高等学校校長の春日井です。本日は、ご多用のなか、先生方には多数ご参加いただき、誠にありがとうございます。また、本学園の中学校・高等学校に生徒を送っていただいておりますことに、改めて感謝申し上げます。
私は、京都の公立中学校で23年間、立命館大学で23年間の勤務を経て本校の校長に着任し3年目を迎えています。2001年の単位制課程の立ち上げに参画し、毎月のケース会議で20年あまりのご縁がありました。
3月に卒業した単位制のある生徒は、卒業礼拝で代表として次のように述べてくれました。

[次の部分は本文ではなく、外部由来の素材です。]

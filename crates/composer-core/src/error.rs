//! Error Types
//!
//! Failures surfaced by the API seam and by template persistence.

use serde_json::Value;
use thiserror::Error;

pub type ComposeResult<T> = Result<T, ComposeError>;

/// Which template input rejected a save
#[derive(Debug, Clone, Copy, PartialEq, Eq)]
pub enum TemplateFieldError {
    Id,
    Label,
}

#[derive(Debug, Error)]
pub enum ComposeError {
    #[error("invalid template {field:?}: {reason}")]
    InvalidTemplate {
        field: TemplateFieldError,
        reason: String,
    },

    #[error("storage write failed for {key}: {reason}")]
    Storage { key: String, reason: String },

    #[error("template not found: {0}")]
    TemplateNotFound(String),
}

/// Errors from the HTTP bindings
#[derive(Debug, Clone, Error)]
pub enum ApiError {
    #[error("network error: {0}")]
    Network(String),

    /// Non-2xx response; `payload` is the parsed body (Null when unparseable)
    #[error("http {status}: {}", error_message(.payload).unwrap_or("request failed"))]
    Status { status: u16, payload: Value },

    #[error("unexpected response: {0}")]
    Decode(String),

    #[error("request superseded")]
    Aborted,
}

impl ApiError {
    /// Server-provided `detail` or `message`, if any
    pub fn message(&self) -> Option<&str> {
        match self {
            ApiError::Status { payload, .. } => error_message(payload),
            _ => None,
        }
    }

    pub fn payload(&self) -> Option<&Value> {
        match self {
            ApiError::Status { payload, .. } => Some(payload),
            _ => None,
        }
    }
}

fn error_message(payload: &Value) -> Option<&str> {
    payload
        .get("detail")
        .and_then(Value::as_str)
        .or_else(|| payload.get("message").and_then(Value::as_str))
}

#[cfg(test)]
mod tests {
    use super::*;
    use serde_json::json;

    #[test]
    fn test_status_message_prefers_detail() {
        let err = ApiError::Status {
            status: 422,
            payload: json!({"detail": "bad intent", "message": "other"}),
        };
        assert_eq!(err.message(), Some("bad intent"));
        assert_eq!(err.to_string(), "http 422: bad intent");
    }

    #[test]
    fn test_status_without_body() {
        let err = ApiError::Status { status: 500, payload: Value::Null };
        assert_eq!(err.message(), None);
        assert_eq!(err.to_string(), "http 500: request failed");
    }
}
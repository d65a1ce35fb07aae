//! User Preferences
//!
//! Theme, compose mode, global defaults and the visible-intents set, each a
//! small JSON blob under its own key.

use std::collections::BTreeSet;

use serde::{Deserialize, Serialize};

use crate::error::ComposeResult;
use crate::storage::{
    read_json, write_json, KvStore, KEY_COMPOSE_MODE, KEY_DEFAULTS, KEY_THEME, KEY_VISIBLE_INTENTS,
};

#[derive(Debug, Clone, Copy, PartialEq, Eq, Default, Serialize, Deserialize)]
#[serde(rename_all = "lowercase")]
pub enum Theme {
    #[default]
    Light,
    Dark,
}

impl Theme {
    pub fn as_str(&self) -> &'static str {
        match self {
            Theme::Light => "light",
            Theme::Dark => "dark",
        }
    }

    pub fn toggled(self) -> Self {
        match self {
            Theme::Light => Theme::Dark,
            Theme::Dark => Theme::Light,
        }
    }
}

/// How generated output reaches the panel
#[derive(Debug, Clone, Copy, PartialEq, Eq, Default, Serialize, Deserialize)]
#[serde(rename_all = "lowercase")]
pub enum ComposeMode {
    /// Live preview: regenerate on field changes, show instantly
    Preview,
    /// Typewriter reveal on explicit generate
    #[default]
    Type,
    /// Instant output, no live preview
    Off,
}

impl ComposeMode {
    pub const ALL: [ComposeMode; 3] = [ComposeMode::Preview, ComposeMode::Type, ComposeMode::Off];

    pub fn as_str(&self) -> &'static str {
        match self {
            ComposeMode::Preview => "preview",
            ComposeMode::Type => "type",
            ComposeMode::Off => "off",
        }
    }

    pub fn label(&self) -> &'static str {
        match self {
            ComposeMode::Preview => "Live preview",
            ComposeMode::Type => "Typewriter",
            ComposeMode::Off => "Instant",
        }
    }

    pub fn parse(s: &str) -> Option<Self> {
        Self::ALL.into_iter().find(|m| m.as_str() == s)
    }

    pub fn live_preview(&self) -> bool {
        matches!(self, ComposeMode::Preview)
    }

    pub fn typewriter(&self) -> bool {
        matches!(self, ComposeMode::Type)
    }
}

#[derive(Debug, Clone, Default, PartialEq, Eq, Serialize, Deserialize)]
#[serde(default)]
pub struct GlobalDefaults {
    #[serde(rename = "shipAddress")]
    pub ship_address: String,
}

/// Preference accessors over a key-value store
#[derive(Debug, Clone)]
pub struct Preferences<S> {
    store: S,
}

impl<S: KvStore> Preferences<S> {
    pub fn new(store: S) -> Self {
        Self { store }
    }

    pub fn theme(&self) -> Theme {
        read_json(&self.store, KEY_THEME).unwrap_or_default()
    }

    pub fn set_theme(&self, theme: Theme) -> ComposeResult<()> {
        write_json(&self.store, KEY_THEME, &theme)
    }

    pub fn compose_mode(&self) -> ComposeMode {
        read_json(&self.store, KEY_COMPOSE_MODE).unwrap_or_default()
    }

    pub fn set_compose_mode(&self, mode: ComposeMode) -> ComposeResult<()> {
        write_json(&self.store, KEY_COMPOSE_MODE, &mode)
    }

    pub fn defaults(&self) -> GlobalDefaults {
        read_json(&self.store, KEY_DEFAULTS).unwrap_or_default()
    }

    pub fn set_defaults(&self, defaults: &GlobalDefaults) -> ComposeResult<()> {
        write_json(&self.store, KEY_DEFAULTS, defaults)
    }

    /// `None` means every intent is visible
    pub fn visible_intents(&self) -> Option<BTreeSet<String>> {
        read_json(&self.store, KEY_VISIBLE_INTENTS)
    }

    pub fn set_visible_intents(&self, visible: Option<&BTreeSet<String>>) -> ComposeResult<()> {
        match visible {
            Some(set) => write_json(&self.store, KEY_VISIBLE_INTENTS, set),
            None => {
                self.store.remove(KEY_VISIBLE_INTENTS);
                Ok(())
            }
        }
    }

    /// Flip one intent's visibility; the first toggle starts from `all`
    pub fn toggle_visible(&self, name: &str, all: &[String]) -> ComposeResult<BTreeSet<String>> {
        let mut set = self
            .visible_intents()
            .unwrap_or_else(|| all.iter().cloned().collect());
        if !set.remove(name) {
            set.insert(name.to_string());
        }
        write_json(&self.store, KEY_VISIBLE_INTENTS, &set)?;
        Ok(set)
    }

    /// Drop a name from the stored set, if one is stored
    pub fn forget_visible(&self, name: &str) -> ComposeResult<()> {
        if let Some(mut set) = self.visible_intents() {
            if set.remove(name) {
                write_json(&self.store, KEY_VISIBLE_INTENTS, &set)?;
            }
        }
        Ok(())
    }
}
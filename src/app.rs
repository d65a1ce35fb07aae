//! Intent Composer App
//!
//! Boot loading, theme application and the page layout.

use composer_core::{ClientConfig, ComposeApi, IntentCatalog, SchemaMap};
use leptos::prelude::*;
use leptos::task::spawn_local;
use reactive_stores::Store;

use crate::api::HttpApi;
use crate::components::{FieldArea, IntentGrid, OutputPanel, PredictorBar, SettingsPanel, TemplateManager};
use crate::context::AppContext;
use crate::storage;
use crate::store::{AppState, AppStateStoreFields};

/// Fetch the server catalog and overlay local templates.
///
/// A failed `/schema` leaves only the local templates; a failed `/intents`
/// falls back to schema names.
async fn load_catalog(api: &HttpApi) -> IntentCatalog {
    let schema = api.schema().await.unwrap_or_else(|e| {
        log::error!("failed to load /schema: {}", e);
        SchemaMap::new()
    });
    let summaries = api.intents().await.unwrap_or_else(|e| {
        log::warn!("failed to load /intents: {}", e);
        Vec::new()
    });
    let mut catalog = IntentCatalog::from_server(schema, summaries);
    catalog.set_user_templates(storage::templates().list());
    log::info!("loaded {} intents ({} local)", catalog.intents().len(), catalog.templates().len());
    catalog
}

#[component]
pub fn App(config: ClientConfig) -> impl IntoView {
    let store = Store::new(AppState::new(&storage::preferences()));
    provide_context(store);

    let ctx = AppContext::new(config);
    provide_context(ctx);

    // Load catalog on mount
    spawn_local(async move {
        let catalog = load_catalog(&HttpApi::new(ctx.config())).await;
        store.catalog().set(catalog);
        store.loaded().set(true);
    });

    // Reflect the theme on <html data-theme>
    Effect::new(move |_| {
        let theme = store.theme().get();
        let root = web_sys::window()
            .and_then(|w| w.document())
            .and_then(|d| d.document_element());
        if let Some(root) = root {
            let _ = root.set_attribute("data-theme", theme.as_str());
        }
    });

    view! {
        <div class="composer-layout">
            <header class="composer-header">
                <h1>"Composer"</h1>
                <SettingsPanel />
            </header>

            <PredictorBar />
            <IntentGrid />

            <main class="compose-main">
                <FieldArea />
                <OutputPanel />
            </main>

            <TemplateManager />
        </div>
    }
}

「単位制では、学校に来れていない人のことを責めずに、自然と気に掛ける人がいたり、無理に励ましたりもせず、距離を詰めすぎることもありませんでした。どんなクラスメイトのことも、同じ空間にいることを当たり前だと受け入れてくれる空気がありました。単位制に入ってから、何かを無理に頑張らなくてもいいし、完璧にできなくてもいいのだと考えられるようになったことが、すごく大きな支えになりました」。
今年度は、私学授業料無償化の追い風と本校独自の様々な取り組みの中で、昨年比100名余りの増となり、過去最多の新入生425名を迎えることができました。滋賀県では公立高校から私立高校への専願者が500名増となり、大きな変動期を迎えています。
学園訓「地の塩 世の光」のもと、本校の教育で大切にしていることは、「いのちの教育」「平和の担い手として世界とつながる教育」「豊かに生きる力を育む教育」の3つです。 こうした本校の学びは、この間の国際状況の中で、より大切になっていると考えています。
また本校は、何か一つだけやっていたらいい学校ではありません。それは、学びと活動の世界を狭めてしまいもったいないことです。「文武不岐」を軸として、日々の授業や礼拝、学校行事、部活動、海外研修、生徒会活動、地域活動、留学体験など、多様な取り組みのなかで自分のやりたいことをたくさん見つけ、仲間と一緒にチャレンジしてほしいと考えています。こうした学びと生活の蓄積が、3年後の進路選択にもつながっていくからです。
私たちは、生徒の夢や希望、ワクワクをカタチにしていく学校を、生徒と一緒に創造していきたいと考え、この間次のような取組を進めてきました。
①日々の授業改善と探究型の学びを深めるために、保護者参加を含めた授業公開と生徒の代表参加による授業研究会の開催。②毎週火曜日を一斉部活動休止日とし、全教職員の参画で生徒も教師も一緒にワクワクできる「放課後ゼミ」の開講。③民間教育機関と連携し、月曜から金曜日まで毎日放課後3時間、トレーニングを受けた4名の大学生によるチューター付学習室の開設。④保護者からいただいた学校評価アンケートの結果を全教職員で共有し、授業、進路指導、部活動、生徒との関わり方などの改善につなげる。⑤教職員の研修を進めるためにワーキングチームを立ち上げ、事例検討・グループワークを含んだ校内研修会の実施。⑥中高の教職員に対して、働きながら大学院へ進学できる教職員研修制度の立ち上げ。⑦高校紹介のパンフレットの全面改訂、学力優秀層への奨学金政策、ICCの出張授業、公式インスタグラム、校長ブログなどを通して、中学生・保護者に届く募集活動の展開。⑧全教職員が教育実践への省察(リフレクション)を行い「省察レポート~子どもと向き合い、自分と向き合うことを通して~」を書いて共有し、次年度の教育実践につなげる。
また、2027年秋の完成を目指して、中庭正面の恵愛館をラーニングコモンズとして新築し、探究型の学び、地域との連携の拠点などとして、中高で活用していきます。本校は、落ち着いた雰囲気で、気さくで誠実な生徒が多い学校です。いろんな場で、拍手や挨拶の声が自然体で起こる学園です。先週は、学園祭の体育の部と文化の部を開催しました。安心・安全で楽しい学校、失敗付きの練習ができて排除されない学校の姿が、そこにはありました。私も、5人の団長とアトラクションで肩を組んで100メートルを一緒に走りました。前日には、どんな体育の部にしたいのか5人の団長と校長室で話し合い、それを選手宣誓の中身にしていきました。そんな日々は、とても楽しいです。
進路選択についてですが、本校では約半数が、指定校推薦で進路を決定しています。残りの半数が、自己推薦、総合型選抜、一般入試などです。今年度の入試の平均点は20点余り上昇し、こうした生徒が増える傾向にあります。指定校推薦は本校の強みとして生かしつつ、もう一歩高みを目指してチャレンジしていく生徒、それにふさわしい資質能力を高めていく取り組みも強化していきたいと考えています。